Post-Disaster Consumer Tips
One of your most critical post-disaster recovery issues may be the hiring of a competent, licensed contractor. Pinellas County Consumer Protection offers the following suggestions:
- Watch out for "fly-by-night" contractors who take deposits and do not do any work. Never deal with any contractor soliciting work at your house.
- Deal only with licensed and insured contractors. Verify that the license is current and active by calling the Pinellas County Construction Licensing Board at (727) 582-3100.
- Ask for and check references of previous customers.
- Get at least 3 estimates. Be certain the estimates are itemized and for the same work.
- Avoid a contractor who asks for advance payment in full. Always avoid paying in cash.
- Beware of any contractor who asks you, as the homeowner, to obtain the building permit.
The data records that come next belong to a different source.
use super::{property_ops::feature_label, InputError, GEOM_PROPERTY};
use crate::geometry::{self, GeometryError, SurveyGeometry};
use geojson::{Feature, FeatureCollection, GeoJson};
use kdam::tqdm;
use std::{path::Path, str::FromStr};

/// helper to read a FeatureCollection from a file
pub fn read_feature_collection(input_file: &Path) -> Result<FeatureCollection, InputError> {
    let filename = input_file.to_string_lossy().to_string();
    let contents = std::fs::read_to_string(input_file)
        .map_err(|e| InputError::ReadError(filename.clone(), e.to_string()))?;
    let dataset = GeoJson::from_str(&contents).map_err(|e| {
        InputError::ReadError(filename.clone(), format!("not a GeoJSON document: {e}"))
    })?;
    match dataset {
        GeoJson::FeatureCollection(feature_collection) => Ok(feature_collection),
        GeoJson::Geometry(_) => Err(InputError::ReadError(
            filename,
            String::from("expected a FeatureCollection but found a single 'Geometry'"),
        )),
        GeoJson::Feature(_) => Err(InputError::ReadError(
            filename,
            String::from("expected a FeatureCollection but found a single 'Feature'"),
        )),
    }
}

/// writes a collection as pretty-printed JSON. an existing file is only
/// replaced when `overwrite` is set; returns whether the file was written.
pub fn write_feature_collection(
    feature_collection: &FeatureCollection,
    output_file: &Path,
    overwrite: bool,
) -> Result<bool, InputError> {
    let filename = output_file.to_string_lossy().to_string();
    if output_file.exists() && !overwrite {
        log::warn!("{filename} exists and overwrite is not set, skipping");
        return Ok(false);
    }
    if let Some(parent) = output_file.parent() {
        if !parent.as_os_str().is_empty() {
            std::fs::create_dir_all(parent)
                .map_err(|e| InputError::WriteError(filename.clone(), e.to_string()))?;
        }
    }
    let contents = serde_json::to_string_pretty(feature_collection)
        .map_err(|e| InputError::WriteError(filename.clone(), e.to_string()))?;
    std::fs::write(output_file, contents)
        .map_err(|e| InputError::WriteError(filename, e.to_string()))?;
    Ok(true)
}

/// encodes the geometry of a feature and stores it in the `geom` property.
pub fn encode_feature_geometry(feature: &mut Feature) -> Result<String, InputError> {
    let encoded = feature
        .geometry
        .as_ref()
        .ok_or(GeometryError::MissingGeometry)
        .and_then(|g| SurveyGeometry::try_from(g))
        .and_then(|g| geometry::encode(&g))
        .map_err(|source| InputError::Geometry {
            feature: feature_label(feature),
            source,
        })?;
    feature.set_property(GEOM_PROPERTY, encoded.clone());
    Ok(encoded)
}

/// adds the `geom` property to every feature of a collection.
pub fn enrich_with_geometry(feature_collection: &mut FeatureCollection) -> Result<(), InputError> {
    let n_features = feature_collection.features.len();
    let iter = tqdm!(
        feature_collection.features.iter_mut(),
        total = n_features,
        desc = "encode geometries"
    );
    for feature in iter {
        encode_feature_geometry(feature)?;
    }
    eprintln!();
    Ok(())
}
- Most repair work will require a permit. For questions, contact our Building Department at (727) 517-3940 or email email@example.com.
- Never let anyone into your home without first asking for identification.
For more Post-Disaster Consumer Tips click on the link below:
Report Building Damage
Please report any building damage to the Indian Shores Building Department at (727) 517-3940 or email firstname.lastname@example.org.
Cleanup and Recovery
- Waste Connections is back on its normal waste pickup and recycling pickup.
- Debris contractors have begun debris collection from the right-of- ways. There will be 3 passes in total which will take 6 - 8 weeks.
- Residents should place their debris in sorted piles at the public right-of-way for curbside collection by debris crews. Debris will be collected and taken to a temporary storage site to ultimately be recycled or disposed of.
Residents are asked to sort debris by item type and place in separate piles.
These are the specific items that can be moved to the curbside for collection:
Construction and demolition debris
- Building material including roof shingles and siding
Vegetation Debris - Fallen tree branches and logs
Residents are asked to take the following steps to make the debris removal process easier:
- Sort debris by type and place in separate piles.
- Do not stack debris against trees, poles, fire hydrants and storm drains.
- Do not place debris on sidewalks or farther back than 10-feet beyond the curb.
- Do not use plastic bags when placing your debris curbside.
- Yard waste and storm debris must be sorted and brought to the curb (right-of-way).
- For specific information you can contact Pinellas County Public Works at (727) 464-8900 or visit www.pinellascounty.org/publicworks.
Pinellas County encourages residents to properly recycle or dispose of their sandbags.
For sandbags that did not come into contact with floodwaters:
- Spread sand on lawns or landscape beds and recycle the bag or place it in your garbage.
- Keep and store clean sandbags in preparation for future events.
For sandbags that have come into contact with floodwaters:
- Bring used sandbags, separated from other waste, to the Pinellas County Solid Waste Disposal Facility, 3095 114th Ave. N., St. Petersburg. Free of charge.
- Sandbags that have come in contact with floodwater can become contaminated with bacteria, produce odors and are considered dirty.
- The sand brought to Solid Waste will be stockpiled, tested and analyzed. All non-contaminated sand will be recovered and reused for future county projects and/or sandbag issuance.
- Please do not dispose of any sand or full sandbags in your regular trash. The sand does not burn and will not convert to energy in the County’s waste-to-energy facility.
- Furthermore, do not mix sandbags with yard debris. The sand is abrasive and damages equipment used to grind yard debris into mulch.